So I've been trying to get a yubikey passthrough to work for a few days now with no luck. Does anyone know what I'm doing wrong or what's wrong with my setup?
Setup:
I'm using ubuntu 18.04 as both host and guest.
Libvirt for virtualisation
Procedure:
I'm passing through the usb using the following hostdev section:
<hostdev mode='subsystem' type='usb' managed='yes'>
<source>
<product id='0x1050'/>
<vendor id='0x0407'/>
</source>
</hostdev>
I boot the VM and verify that the usb was passed through properly with lsusb. (And it is)
Then I try yubico-piv-tool -a status to see if the key is working.
Results:
yubico-piv-tool -a status returns "Failed to read device".
Observations:
The yubikey functions on the host, yubico-piv-tool -a status prints as expected.
The yubikey still shows up on the host after the passthrough when I run lsusb on the host.
The yubikey does not function on the host while the passthrough is active.
I've tried to passthrough the yubikey on a laptop with a windows host on virtualbox and was successful with no extra settings.
I tried virtualbox on the linux host and was not successful, same results as with libvirt.

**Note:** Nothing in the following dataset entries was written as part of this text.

#![deny(missing_docs)]
//! Single-shot operator — one model call, no tools, return immediately.
//!
//! Implements `layer0::Operator` for the simplest case: send a single
//! prompt to a model and return the result. No tool use, no ReAct loop,
//! no hooks, no state reader. Used for classification, summarization,
//! extraction, and other single-inference tasks.

use async_trait::async_trait;
use layer0::content::Content;
use layer0::duration::DurationMs;
use layer0::error::OperatorError;
use layer0::operator::{ExitReason, Operator, OperatorInput, OperatorMetadata, OperatorOutput};
use meridian_turn::convert::{content_to_user_message, parts_to_content};
use meridian_turn::provider::Provider;
use meridian_turn::types::*;
use rust_decimal::Decimal;
use std::time::Instant;

/// Static configuration for a SingleShotOperator instance.
pub struct SingleShotConfig {
    /// Base system prompt.
    pub system_prompt: String,
    /// Default model identifier.
    pub default_model: String,
    /// Default max tokens per response.
    pub default_max_tokens: u32,
}

impl Default for SingleShotConfig {
    fn default() -> Self {
        Self {
            system_prompt: String::new(),
            default_model: String::new(),
            default_max_tokens: 4096,
        }
    }
}

/// A single-shot Operator: one model call, no tools, return immediately.
///
/// Generic over `P: Provider` (not object-safe). The object-safe boundary
/// is `layer0::Operator`, which `SingleShotOperator<P>` implements via
/// `#[async_trait]`.
pub struct SingleShotOperator<P: Provider> {
    provider: P,
    config: SingleShotConfig,
}

impl<P: Provider> SingleShotOperator<P> {
    /// Create a new SingleShotOperator with a provider and configuration.
    pub fn new(provider: P, config: SingleShotConfig) -> Self {
        Self { provider, config }
    }

    /// Resolve model and max_tokens from per-request overrides or defaults.
    fn resolve_model(&self, input: &OperatorInput) -> Option<String> {
        input
            .config
            .as_ref()
            .and_then(|c| c.model.clone())
            .or_else(|| {
                if self.config.default_model.is_empty() {
                    None
                } else {
                    Some(self.config.default_model.clone())
                }
            })
    }

    /// Resolve the system prompt, appending any per-request addendum.
    fn resolve_system(&self, input: &OperatorInput) -> String {
        match input
            .config
            .as_ref()
            .and_then(|c| c.system_addendum.as_ref())
        {
            Some(addendum) => format!("{}\n{}", self.config.system_prompt, addendum),
            None => self.config.system_prompt.clone(),
        }
    }
}

#[async_trait]
impl<P: Provider + 'static> Operator for SingleShotOperator<P> {
    async fn execute(&self, input: OperatorInput) -> Result<OperatorOutput, OperatorError> {
        let start = Instant::now();

        let model = self.resolve_model(&input);
        let system = self.resolve_system(&input);
        let max_tokens = self.config.default_max_tokens;

        // Build single user message
        let messages = vec![content_to_user_message(&input.message)];

        // Build request with no tools
        let request = ProviderRequest {
            model,
            messages,
            tools: vec![],
            max_tokens: Some(max_tokens),
            temperature: None,
            system: if system.is_empty() {
                None
            } else {
                Some(system)
            },
            extra: input.metadata.clone(),
        };

        // Single model call
        let response = self.provider.complete(request).await.map_err(|e| {
            if e.is_retryable() {
                OperatorError::Retryable(e.to_string())
            } else {
                OperatorError::Model(e.to_string())
            }
        })?;

        let duration = DurationMs::from(start.elapsed());

        // Build metadata
        let mut metadata = OperatorMetadata::default();
        metadata.tokens_in = response.usage.input_tokens;
        metadata.tokens_out = response.usage.output_tokens;
        metadata.cost = response.cost.unwrap_or(Decimal::ZERO);
        metadata.turns_used = 1;
        metadata.tools_called = vec![];
        metadata.duration = duration;

        // Convert response content to layer0 Content
        let message: Content = parts_to_content(&response.content);

        // Always ExitReason::Complete for single-shot
        let mut output = OperatorOutput::new(message, ExitReason::Complete);
        output.metadata = metadata;

        Ok(output)
    }
}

While the USB device is not passed through, lsusb -t shows that it's not assigned to any driver; when passed through, it's owned by the usbfs driver, and the libvirt-qemu user's qemu-syst process has the device open.
My guess:
There's missing parameters on the passthrough and the key isn't getting passed entirely (Something CCID/FIDO/OTP related?).
The virtualization software was not able to disconnect the device from the host.